### GOAL OF THE EXERCISE
Report each line from the entries in which "ValidationError" can be found.

### RECORDS PROVIDED
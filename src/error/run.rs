use thiserror::Error;

use super::HttpError;

#[derive(Debug, Error)]
pub enum RunError {
    #[error("Error during request: {source}")]
    Transport {
        #[source]
        source: HttpError,
    },
    #[error("Got non-success status code: {status_code}")]
    FailFast { status_code: u16 },
    #[error("{count} response(s) had a non-success status code.")]
    FailingStatuses { count: u64 },
    #[error("{failed} of {total} suite test(s) failed.")]
    SuiteFailed { failed: usize, total: usize },
    #[error("All workers stopped before the run finished.")]
    WorkersGone,
}
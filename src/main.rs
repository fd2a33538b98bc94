mod app;
mod args;
mod assertions;
mod config;
mod entry;
mod error;
mod http;
mod logger;
mod metrics;
mod record;
mod shutdown;
mod shutdown_handlers;

use error::AppResult;

fn main() -> AppResult<()> {
    entry::run()
}
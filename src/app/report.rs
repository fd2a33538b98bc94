use std::fmt::{self, Write as _};
use std::time::Duration;

use crate::metrics::{
    LatencyPercentiles, ResponseTimings, StatusHistogram, TIMING_RESOLUTION, format_duration,
};
use crate::record::{RECORD_VERSION, RunRecord};

use super::runner::RunOutcome;

/// Summary of one run, printable and convertible to a run record.
#[derive(Debug, Clone, PartialEq, Eq)]
pub struct TestReport {
    pub target: String,
    pub concurrency: usize,
    pub duration: Duration,
    pub response_count: usize,
    /// Average requests per second, times 100.
    pub request_rate_x100: u64,
    pub response_timings: ResponseTimings,
}

impl TestReport {
    #[must_use]
    pub fn new(
        target: String,
        concurrency: usize,
        elapsed: Duration,
        response_timings: ResponseTimings,
    ) -> Self {
        let duration = truncate(elapsed);
        let response_count = response_timings.len();
        Self {
            target,
            concurrency,
            duration,
            response_count,
            request_rate_x100: rate_x100(response_count, duration),
            response_timings,
        }
    }

    #[must_use]
    pub fn from_outcome(target: String, concurrency: usize, outcome: RunOutcome) -> Self {
        Self::new(
            target,
            concurrency,
            outcome.elapsed,
            outcome.response_timings,
        )
    }

    #[must_use]
    pub fn from_record(record: RunRecord) -> Self {
        Self {
            target: record.target,
            concurrency: record.concurrency,
            duration: Duration::from_millis(record.duration_ms),
            response_count: record.response_count,
            request_rate_x100: record.request_rate_x100,
            response_timings: record.response_timings,
        }
    }

    #[must_use]
    pub fn to_record(&self) -> RunRecord {
        RunRecord {
            version: RECORD_VERSION.to_owned(),
            target: self.target.clone(),
            concurrency: self.concurrency,
            duration_ms: u64::try_from(self.duration.as_millis()).unwrap_or(u64::MAX),
            response_count: self.response_count,
            request_rate_x100: self.request_rate_x100,
            response_timings: self.response_timings.clone(),
        }
    }

    #[must_use]
    pub fn status_histogram(&self) -> StatusHistogram {
        StatusHistogram::build(&self.response_timings)
    }

    #[must_use]
    pub fn latency_percentiles(&self) -> LatencyPercentiles {
        LatencyPercentiles::build(&self.response_timings)
    }

    /// Every recorded request with its timing, headers and body.
    #[must_use]
    pub fn request_details(&self) -> String {
        let mut out = String::new();
        for (index, entry) in self.response_timings.iter().enumerate() {
            let number = index.saturating_add(1);
            let _written = writeln!(
                out,
                "#{} {} {}\n{}",
                number,
                entry.response.status,
                format_duration(entry.timing.total()),
                entry.timing
            );
            if !entry.response.headers.is_empty() {
                let _written = write!(out, "\n{}", entry.response.headers);
            }
            if !entry.response.body.is_empty() {
                let _written = writeln!(out, "\n{}", entry.response.body);
            }
            out.push('\n');
        }
        out
    }
}

impl fmt::Display for TestReport {
    fn fmt(&self, f: &mut fmt::Formatter<'_>) -> fmt::Result {
        writeln!(f, "Target: {}", self.target)?;
        writeln!(f, "Concurrency: {}", self.concurrency)?;
        writeln!(f, "Requests made: {}", self.response_count)?;
        writeln!(f, "Time taken: {}", format_duration(self.duration))?;
        writeln!(
            f,
            "Requests per second (avg): {}",
            format_rate(self.request_rate_x100)
        )?;
        match self.response_timings.first() {
            Some(_) if self.response_count > 1 => {
                write!(
                    f,
                    "\nResponse code breakdown:\n{}\nPercentile latency breakdown:\n{}\n",
                    self.status_histogram(),
                    self.latency_percentiles()
                )
            }
            Some(only) => write!(f, "\nTiming breakdown:\n{}\n", only.timing),
            None => f.write_str("\nNo requests made...\n"),
        }
    }
}

fn truncate(elapsed: Duration) -> Duration {
    let millis = elapsed
        .as_millis()
        .checked_div(TIMING_RESOLUTION.as_millis())
        .unwrap_or(0);
    Duration::from_millis(u64::try_from(millis).unwrap_or(u64::MAX))
}

/// Rounded to two decimals; a sub-millisecond run counts as one millisecond.
fn rate_x100(count: usize, duration: Duration) -> u64 {
    let duration_ms = duration.as_millis().max(1);
    let count = u128::try_from(count).unwrap_or(u128::MAX);
    let scaled = count
        .saturating_mul(100_000)
        .saturating_add(duration_ms / 2)
        .checked_div(duration_ms)
        .unwrap_or(0);
    u64::try_from(scaled).unwrap_or(u64::MAX)
}

/// `1333` -> `13.33`, `20` -> `0.2`, `1000` -> `10`.
fn format_rate(rate_x100: u64) -> String {
    let whole = rate_x100 / 100;
    let fraction = rate_x100 % 100;
    if fraction == 0 {
        return whole.to_string();
    }
    let digits = format!("{:02}", fraction);
    format!("{}.{}", whole, digits.trim_end_matches('0'))
}
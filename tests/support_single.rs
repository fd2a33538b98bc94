use std::ffi::OsStr;
use std::io::{Read, Write};
use std::net::{Shutdown, TcpListener, TcpStream};
use std::process::{Command, Output};
use std::sync::mpsc;
use std::thread;
use std::time::Duration;

pub struct ServerHandle {
    shutdown: mpsc::Sender<()>,
    thread: Option<thread::JoinHandle<()>>,
}

impl Drop for ServerHandle {
    fn drop(&mut self) {
        let _send_result = self.shutdown.send(());
        if let Some(handle) = self.thread.take() {
            drop(handle.join());
        }
    }
}

/// Spawn a lightweight HTTP server that answers every request with
/// `status_line` (e.g. `200 OK`) and a short text body.
///
/// # Errors
///
/// Returns an error if the listener cannot be created or configured.
pub fn spawn_http_server(status_line: &'static str) -> Result<(String, ServerHandle), String> {
    let listener = TcpListener::bind("127.0.0.1:0")
        .map_err(|err| format!("bind test server failed: {}", err))?;
    let addr = listener
        .local_addr()
        .map_err(|err| format!("server addr failed: {}", err))?;
    listener
        .set_nonblocking(true)
        .map_err(|err| format!("set_nonblocking failed: {}", err))?;

    let (shutdown_tx, shutdown_rx) = mpsc::channel();

    let handle = thread::spawn(move || {
        loop {
            if shutdown_rx.try_recv().is_ok() {
                break;
            }

            match listener.accept() {
                Ok((stream, _)) => {
                    thread::spawn(move || handle_client(stream, status_line));
                }
                Err(err) if err.kind() == std::io::ErrorKind::WouldBlock => {
                    thread::sleep(Duration::from_millis(5));
                }
                Err(_) => break,
            }
        }
    });

    Ok((
        format!("http://{}/", addr),
        ServerHandle {
            shutdown: shutdown_tx,
            thread: Some(handle),
        },
    ))
}

/// Like [`spawn_http_server`], but returns `None` where the sandbox forbids
/// binding a local port.
///
/// # Errors
///
/// Returns an error for any other listener failure.
pub fn spawn_http_server_or_skip(
    status_line: &'static str,
) -> Result<Option<(String, ServerHandle)>, String> {
    match TcpListener::bind("127.0.0.1:0") {
        Ok(listener) => drop(listener),
        Err(err) if err.kind() == std::io::ErrorKind::PermissionDenied => return Ok(None),
        Err(err) => return Err(format!("loopback bind failed: {}", err)),
    }
    spawn_http_server(status_line).map(Some)
}

fn handle_client(mut stream: TcpStream, status_line: &str) {
    if stream.set_nonblocking(false).is_err() {
        return;
    }
    let mut buffer = [0u8; 4096];
    if stream.read(&mut buffer).is_err() {
        return;
    }
    let response = format!(
        "HTTP/1.1 {}\r\nContent-Type: text/plain\r\nContent-Length: 5\r\nConnection: close\r\n\r\nhello",
        status_line
    );
    if stream.write_all(response.as_bytes()).is_err() {
        return;
    }
    if stream.flush().is_err() {
        return;
    }
    drop(stream.shutdown(Shutdown::Both));
}

/// Run the `lode` binary and capture output.
///
/// # Errors
///
/// Returns an error if the binary cannot be executed.
pub fn run_lode<I, S>(args: I) -> Result<Output, String>
where
    I: IntoIterator<Item = S>,
    S: AsRef<OsStr>,
{
    let bin = lode_bin()?;
    Command::new(bin)
        .args(args)
        .env("LODE_LOG", "error")
        .output()
        .map_err(|err| format!("run lode failed: {}", err))
}

fn lode_bin() -> Result<String, String> {
    option_env!("CARGO_BIN_EXE_lode").map_or_else(
        || Err("CARGO_BIN_EXE_lode missing at compile time.".to_owned()),
        |path| Ok(path.to_owned()),
    )
}

#[must_use]
pub fn describe(output: &Output) -> String {
    format!(
        "status: {}\nstdout: {}\nstderr: {}",
        output.status,
        String::from_utf8_lossy(&output.stdout),
        String::from_utf8_lossy(&output.stderr)
    )
}
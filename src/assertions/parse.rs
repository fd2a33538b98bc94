use regex::Regex;
use serde_json::{Map, Value};

use crate::error::AssertionError;

use super::{Assertion, Property};

type Fields = Map<String, Value>;

impl Assertion {
    /// Builds a tree from its map form, e.g.
    /// `{"type": "matches", "property": "status", "regexp": "2\\d\\d"}`.
    /// YAML documents are converted to the same value model first.
    ///
    /// # Errors
    ///
    /// Returns an error for a non-map node, a missing or unknown `type`, a
    /// missing or ill-typed field, an unknown property, a `headers` property
    /// without `key`, an invalid regex or a non-numeric threshold.
    pub fn from_value(value: &Value) -> Result<Self, AssertionError> {
        let fields = value.as_object().ok_or_else(|| AssertionError::NotAMap {
            value: value.to_string(),
        })?;
        let kind = fields
            .get("type")
            .and_then(Value::as_str)
            .ok_or_else(|| AssertionError::MissingType {
                value: value.to_string(),
            })?;

        match kind {
            "and" => Ok(Self::And(children(fields, "and")?)),
            "or" => Ok(Self::Or(children(fields, "or")?)),
            "not" => {
                let child = fields.get("assertion").ok_or(AssertionError::MissingField {
                    kind: "not",
                    field: "assertion",
                })?;
                Ok(Self::Not(Box::new(Self::from_value(child)?)))
            }
            "equals" => Ok(Self::Equals {
                property: property(fields, "equals")?,
                expected: text_field(fields, "equals", "equals")?,
            }),
            "contains" => Ok(Self::Contains {
                property: property(fields, "contains")?,
                needle: text_field(fields, "contains", "contains")?,
            }),
            "matches" => {
                let property = property(fields, "matches")?;
                let pattern = text_field(fields, "matches", "regexp")?;
                let pattern = Regex::new(&pattern)
                    .map_err(|source| AssertionError::InvalidRegex { pattern, source })?;
                Ok(Self::Matches { property, pattern })
            }
            "greaterThan" => Ok(Self::GreaterThan {
                property: property(fields, "greaterThan")?,
                threshold: threshold(fields, "greaterThan")?,
            }),
            "lessThan" => Ok(Self::LessThan {
                property: property(fields, "lessThan")?,
                threshold: threshold(fields, "lessThan")?,
            }),
            unknown => Err(AssertionError::UnknownType {
                kind: unknown.to_owned(),
            }),
        }
    }

    /// Builds every entry of a list of assertion maps.
    ///
    /// # Errors
    ///
    /// Returns the first construction error.
    pub fn from_list(values: &[Value]) -> Result<Vec<Self>, AssertionError> {
        values.iter().map(Self::from_value).collect()
    }
}

fn children(fields: &Fields, kind: &'static str) -> Result<Vec<Assertion>, AssertionError> {
    let list = fields.get("assertions").ok_or(AssertionError::MissingField {
        kind,
        field: "assertions",
    })?;
    let items = list.as_array().ok_or(AssertionError::InvalidField {
        kind,
        field: "assertions",
        expected: "a list",
    })?;
    Assertion::from_list(items)
}

fn property(fields: &Fields, kind: &'static str) -> Result<Property, AssertionError> {
    let name = fields
        .get("property")
        .ok_or(AssertionError::MissingField {
            kind,
            field: "property",
        })?
        .as_str()
        .ok_or(AssertionError::InvalidField {
            kind,
            field: "property",
            expected: "a string",
        })?;

    match name {
        "body" => Ok(Property::Body),
        "status" => Ok(Property::Status),
        "headers" => {
            let key = fields
                .get("key")
                .and_then(Value::as_str)
                .filter(|key| !key.is_empty())
                .ok_or(AssertionError::MissingHeaderKey { kind })?;
            Ok(Property::Header(key.to_owned()))
        }
        unknown => Err(AssertionError::UnknownProperty {
            property: unknown.to_owned(),
        }),
    }
}

/// Strings are taken as-is; numbers are accepted so `equals: 200` works.
fn text_field(
    fields: &Fields,
    kind: &'static str,
    field: &'static str,
) -> Result<String, AssertionError> {
    match fields.get(field) {
        Some(Value::String(text)) => Ok(text.clone()),
        Some(Value::Number(number)) => Ok(number.to_string()),
        Some(Value::Null | Value::Bool(_) | Value::Array(_) | Value::Object(_)) => {
            Err(AssertionError::InvalidField {
                kind,
                field,
                expected: "a string",
            })
        }
        None => Err(AssertionError::MissingField { kind, field }),
    }
}

fn threshold(fields: &Fields, kind: &'static str) -> Result<f64, AssertionError> {
    match fields.get(kind) {
        Some(Value::Number(number)) => number.as_f64().ok_or(AssertionError::InvalidThreshold {
            kind,
            value: number.to_string(),
        }),
        Some(Value::String(text)) => {
            text.trim()
                .parse::<f64>()
                .map_err(|_err| AssertionError::InvalidThreshold {
                    kind,
                    value: text.clone(),
                })
        }
        Some(other @ (Value::Null | Value::Bool(_) | Value::Array(_) | Value::Object(_))) => {
            Err(AssertionError::InvalidThreshold {
                kind,
                value: other.to_string(),
            })
        }
        None => Err(AssertionError::MissingField { kind, field: kind }),
    }
}
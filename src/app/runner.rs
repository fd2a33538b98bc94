use std::sync::Arc;
use std::time::Duration;

use chrono::{DateTime, Utc};
use tokio::sync::mpsc;
use tokio::time::{Instant, sleep_until};
use tracing::{debug, info, warn};

use crate::error::{AppResult, RunError, ValidationError};
use crate::http::{RESULT_CHANNEL_CAPACITY, RateScheduler, RequestExecutor, WorkerMessage, WorkerPool};
use crate::metrics::ResponseTimings;
use crate::shutdown::ShutdownSender;
use crate::shutdown_handlers::shutdown_channel;

/// Limits and flags for one run. A zero `max_requests` or `max_time`
/// means that limit is off; at least one must be on.
#[derive(Debug, Clone, Copy, PartialEq, Eq)]
pub struct RunSettings {
    pub concurrency: usize,
    pub max_requests: u64,
    pub max_time: Duration,
    pub ignore_failures: bool,
}

/// How a run that did not abort came to an end. Aborted runs surface as
/// errors from [`RunController::run`].
#[derive(Debug, Clone, Copy, PartialEq, Eq)]
pub enum RunState {
    Completed,
    Interrupted,
}

#[derive(Debug, Clone)]
pub struct RunOutcome {
    pub state: RunState,
    pub started_at: DateTime<Utc>,
    pub finished_at: DateTime<Utc>,
    pub elapsed: Duration,
    pub response_timings: ResponseTimings,
    pub ignore_failures: bool,
}

impl RunOutcome {
    /// 1 when any response failed and failures are not ignored, else 0.
    #[must_use]
    pub fn exit_code(&self) -> i32 {
        if !self.ignore_failures && self.response_timings.failing_count() > 0 {
            1
        } else {
            0
        }
    }
}

/// Drives one run: starts the scheduler and workers, drains results until
/// a limit is hit, and stops everything.
pub struct RunController {
    executor: Arc<RequestExecutor>,
    scheduler: RateScheduler,
    settings: RunSettings,
}

impl RunController {
    /// # Errors
    ///
    /// Returns an error when neither limit is set or concurrency is zero.
    pub fn new(
        executor: RequestExecutor,
        scheduler: RateScheduler,
        settings: RunSettings,
    ) -> Result<Self, ValidationError> {
        if settings.max_requests == 0 && settings.max_time.is_zero() {
            return Err(ValidationError::MissingRunLimit);
        }
        if settings.concurrency == 0 {
            return Err(ValidationError::ZeroConcurrency);
        }
        Ok(Self {
            executor: Arc::new(executor),
            scheduler,
            settings,
        })
    }

    #[must_use]
    pub const fn settings(&self) -> &RunSettings {
        &self.settings
    }

    #[must_use]
    pub fn target(&self) -> String {
        self.executor.template().target()
    }

    /// Runs until a limit is reached or `interrupt_tx` fires. An interrupt
    /// keeps every result already delivered and is not an error.
    ///
    /// # Errors
    ///
    /// Returns an error when a request fails in transport, when fail-fast
    /// sees a failing status, or when every worker stops unexpectedly.
    pub async fn run(&self, interrupt_tx: &ShutdownSender) -> AppResult<RunOutcome> {
        let mut interrupt_rx = interrupt_tx.subscribe();
        let (stop_tx, _) = shutdown_channel();
        let (result_tx, mut result_rx) = mpsc::channel(RESULT_CHANNEL_CAPACITY);

        info!(
            "Running {} every {:?} with {} worker(s)",
            self.target(),
            self.scheduler.interval(),
            self.settings.concurrency
        );
        let started_at = Utc::now();
        let start = Instant::now();
        let deadline = (!self.settings.max_time.is_zero())
            .then(|| start.checked_add(self.settings.max_time))
            .flatten();

        let (fire, ticker) = self.scheduler.start(&stop_tx);
        let pool = WorkerPool::spawn(
            self.settings.concurrency,
            &self.executor,
            &fire,
            &stop_tx,
            &result_tx,
        )?;
        drop(result_tx);

        let deadline_timer = sleep_until(deadline.unwrap_or(start));
        tokio::pin!(deadline_timer);

        let mut response_timings = ResponseTimings::new();
        let mut interrupted = false;
        let drained: Result<RunState, RunError> = loop {
            tokio::select! {
                biased;
                _ = interrupt_rx.recv(), if !interrupted => {
                    interrupted = true;
                    drop(stop_tx.send(()));
                    result_rx.close();
                    debug!("Interrupt received, draining buffered results");
                }
                message = result_rx.recv() => match message {
                    Some(WorkerMessage::Completed(entry)) => {
                        response_timings.push(entry);
                        if !interrupted && self.limit_reached(response_timings.len(), deadline) {
                            break Ok(RunState::Completed);
                        }
                    }
                    Some(WorkerMessage::Fatal(err)) => break Err(err),
                    None if interrupted => break Ok(RunState::Interrupted),
                    None => break Err(RunError::WorkersGone),
                },
                () = &mut deadline_timer, if deadline.is_some() && !interrupted => {
                    break Ok(RunState::Completed);
                }
            }
        };

        drop(stop_tx.send(()));
        pool.abort();
        ticker.abort();

        let state = drained?;
        let elapsed = start.elapsed();
        if state == RunState::Interrupted {
            warn!(
                "Run interrupted after {} response(s)",
                response_timings.len()
            );
        }
        Ok(RunOutcome {
            state,
            started_at,
            finished_at: Utc::now(),
            elapsed,
            response_timings,
            ignore_failures: self.settings.ignore_failures,
        })
    }

    fn limit_reached(&self, count: usize, deadline: Option<Instant>) -> bool {
        let max_requests = usize::try_from(self.settings.max_requests).unwrap_or(usize::MAX);
        let by_count = self.settings.max_requests > 0 && count >= max_requests;
        let by_time = deadline.is_some_and(|deadline| Instant::now() >= deadline);
        by_count || by_time
    }
}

### WRITTEN SOLUTION
use crate::error::{AppResult, RunError, ValidationError};
    ) -> Result<Self, ValidationError> {
            return Err(ValidationError::MissingRunLimit);
            return Err(ValidationError::ZeroConcurrency);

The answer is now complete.